Castleman noted that the Environmental Law Clinic is pro-bono, or free of charge, working almost exclusively on environmental justice cases like this one.
According to the litigation, toxic odors have substantially impacted the surrounding community of over 50,000 people living within a one mile radius of AB&I as well as thousands more who live outside of the radius.
Castleman noted that the community surrounding AB&I includes many small children, and having to breathe polluted air for another six years will affect their health along with the rest of the community.
“I am so sick of AB&I getting away with polluting the community and causing a nuisance with the toxic odors they emit,” said East Oakland resident Jasmine Gonzalez in an Oct. 25 press release by the Law Clinic and CBE.
According to a statement on behalf of the AB&I Foundry, they have ceased manufacturing operations at the East Oakland plant and expect to leave the property by the end of January 2023.
Kristina Chu, a communications manager at BAAQMD, noted that pressure from the Air District, other government agencies and CBE led to the AB&I facility shutdown. She added that the air district co-hosted a public workshop with CBE in an extensive outreach process.

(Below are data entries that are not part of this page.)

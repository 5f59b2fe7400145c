//! Bucket-based tile tracing.
//!
//! Divides the image into tiles (buckets) that are traced independently
//! and in parallel with rayon, then merged into the frame buffers.

use crate::integrator::trace_pixel;
use crate::Camera;
use ember_core::Scene;
use ember_math::Vec4;

/// A rectangular region of the image.
#[derive(Debug, Clone, Copy, PartialEq, Eq)]
pub struct Bucket {
    /// X coordinate of bucket's top-left corner
    pub x: u32,
    /// Y coordinate of bucket's top-left corner
    pub y: u32,
    /// Width of the bucket in pixels
    pub width: u32,
    /// Height of the bucket in pixels
    pub height: u32,
}

impl Bucket {
    /// Create a new bucket.
    pub fn new(x: u32, y: u32, width: u32, height: u32) -> Self {
        Self { x, y, width, height }
    }

    /// Get the total number of pixels in this bucket.
    pub fn pixel_count(&self) -> u32 {
        self.width * self.height
    }

    /// Iterate over the image-space coordinates covered, row-major.
    pub fn pixels(&self) -> impl Iterator<Item = (u32, u32)> + '_ {
        (self.y..self.y + self.height).flat_map(move |y| (self.x..self.x + self.width).map(move |x| (x, y)))
    }
}

/// Default bucket size in pixels.
pub const DEFAULT_BUCKET_SIZE: u32 = 64;

/// Split a `width` x `height` image into a row-major grid of buckets.
///
/// Buckets on the right and bottom edges are clipped to the image. A
/// `bucket_size` of 0 falls back to `DEFAULT_BUCKET_SIZE`.
pub fn generate_buckets(width: u32, height: u32, bucket_size: u32) -> Vec<Bucket> {
    let size = if bucket_size == 0 { DEFAULT_BUCKET_SIZE } else { bucket_size };
    let mut buckets = Vec::new();

    let mut y = 0;
    while y < height {
        let mut x = 0;
        while x < width {
            let bw = size.min(width - x);
            let bh = size.min(height - y);
            buckets.push(Bucket::new(x, y, bw, bh));
            x += size;
        }
        y += size;
    }

    buckets
}

/// Result of tracing a bucket.
#[derive(Debug, Clone)]
pub struct BucketResult {
    /// The bucket that was traced
    pub bucket: Bucket,
    /// Radiance per pixel in row-major order within the bucket
    pub pixels: Vec<Vec4>,
}

/// Trace every pixel of one bucket for the given frame.
pub fn trace_bucket(bucket: &Bucket, camera: &Camera, scene: &Scene, frame_index: u32) -> BucketResult {
    let mut pixels = Vec::with_capacity(bucket.pixel_count() as usize);
    pixels.extend(
        bucket
            .pixels()
            .map(|(x, y)| trace_pixel(x, y, camera, scene, frame_index)),
    );

    BucketResult { bucket: *bucket, pixels }
}
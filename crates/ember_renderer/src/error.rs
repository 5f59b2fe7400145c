use ember_core::SceneError;
use thiserror::Error;

/// Reasons a frame is refused before any buffer is touched.
#[derive(Error, Debug, Clone, PartialEq)]
pub enum RenderError {
    #[error("invalid scene: {0}")]
    Scene(#[from] SceneError),

    #[error("camera viewport {actual:?} does not match renderer viewport {expected:?}")]
    CameraViewportMismatch {
        expected: (u32, u32),
        actual: (u32, u32),
    },

    #[error("camera position is not finite")]
    NonFiniteCameraPosition,

    #[error("camera ray direction for pixel {pixel} is zero or not finite")]
    DegenerateRayDirection { pixel: usize },
}

pub type RenderResult<T> = Result<T, RenderError>;
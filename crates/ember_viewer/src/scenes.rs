//! Scenes the viewer can build.

use ember_core::{Material, Scene, Sphere};
use ember_math::Vec3;
use rand::rngs::StdRng;
use rand::{Rng, SeedableRng};

/// The demo ground plus a grid of small random spheres.
///
/// Roughly one in eight spheres glows.
pub fn random_scene(seed: u64) -> Scene {
    let mut rng = StdRng::seed_from_u64(seed);
    let mut scene = Scene::new();

    let ground = scene.add_material(Material::diffuse(Vec3::new(0.2, 0.3, 1.0)).with_roughness(0.1));
    scene.add_sphere(Sphere::new(Vec3::new(0.0, -101.0, 0.0), 100.0, ground));

    for a in -3..3 {
        for b in -3..3 {
            let radius = rng.gen_range(0.15..0.35);
            let center = Vec3::new(
                a as f32 + rng.gen_range(0.0..0.6),
                radius - 1.0,
                b as f32 + rng.gen_range(0.0..0.6),
            );

            let albedo = Vec3::new(rng.gen(), rng.gen(), rng.gen());
            let mut material = Material::diffuse(albedo).with_roughness(rng.gen());
            if rng.gen_bool(0.125) {
                material = material.with_emission(albedo, rng.gen_range(1.0..4.0));
            }

            let index = scene.add_material(material);
            scene.add_sphere(Sphere::new(center, radius, index));
        }
    }

    log::info!("Built random scene with {} spheres (seed {})", scene.sphere_count(), seed);
    scene
}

“Air District is overseeing the shut down and site cleanup process to ensure all air quality regulations are followed as the facility closes,” Chu said in an email.
Despite the closure, the litigation is expected to move forward, Castleman said.
According to Tyler Earl, a staff attorney for CBE, BAAQMD failed to consult the public and extended the timeline by six years for AB&I and other polluters to comply with Rule 11-18.
This rule, Earl noted, was adopted by BAAQMD and aims to reduce public health risks from industrial polluters in the region. According to the litigation, the rule sets regulatory thresholds for health risks called “Risk Action Levels.”
Earl added that they hope the lawsuit will enforce the implementation of this rule that incorporates required resident input and protects communities from toxic pollution.
“This case is significant because it represents the culmination of over a decade of community organizing and action for environmental justice against AB&I’s pollution and against BAAQMD’s reluctance to act,” Earl said in an email. “It demonstrates the power of community to stand up and fight back when the regulators responsible for protecting their health are instead protecting polluters’ pocketbooks.”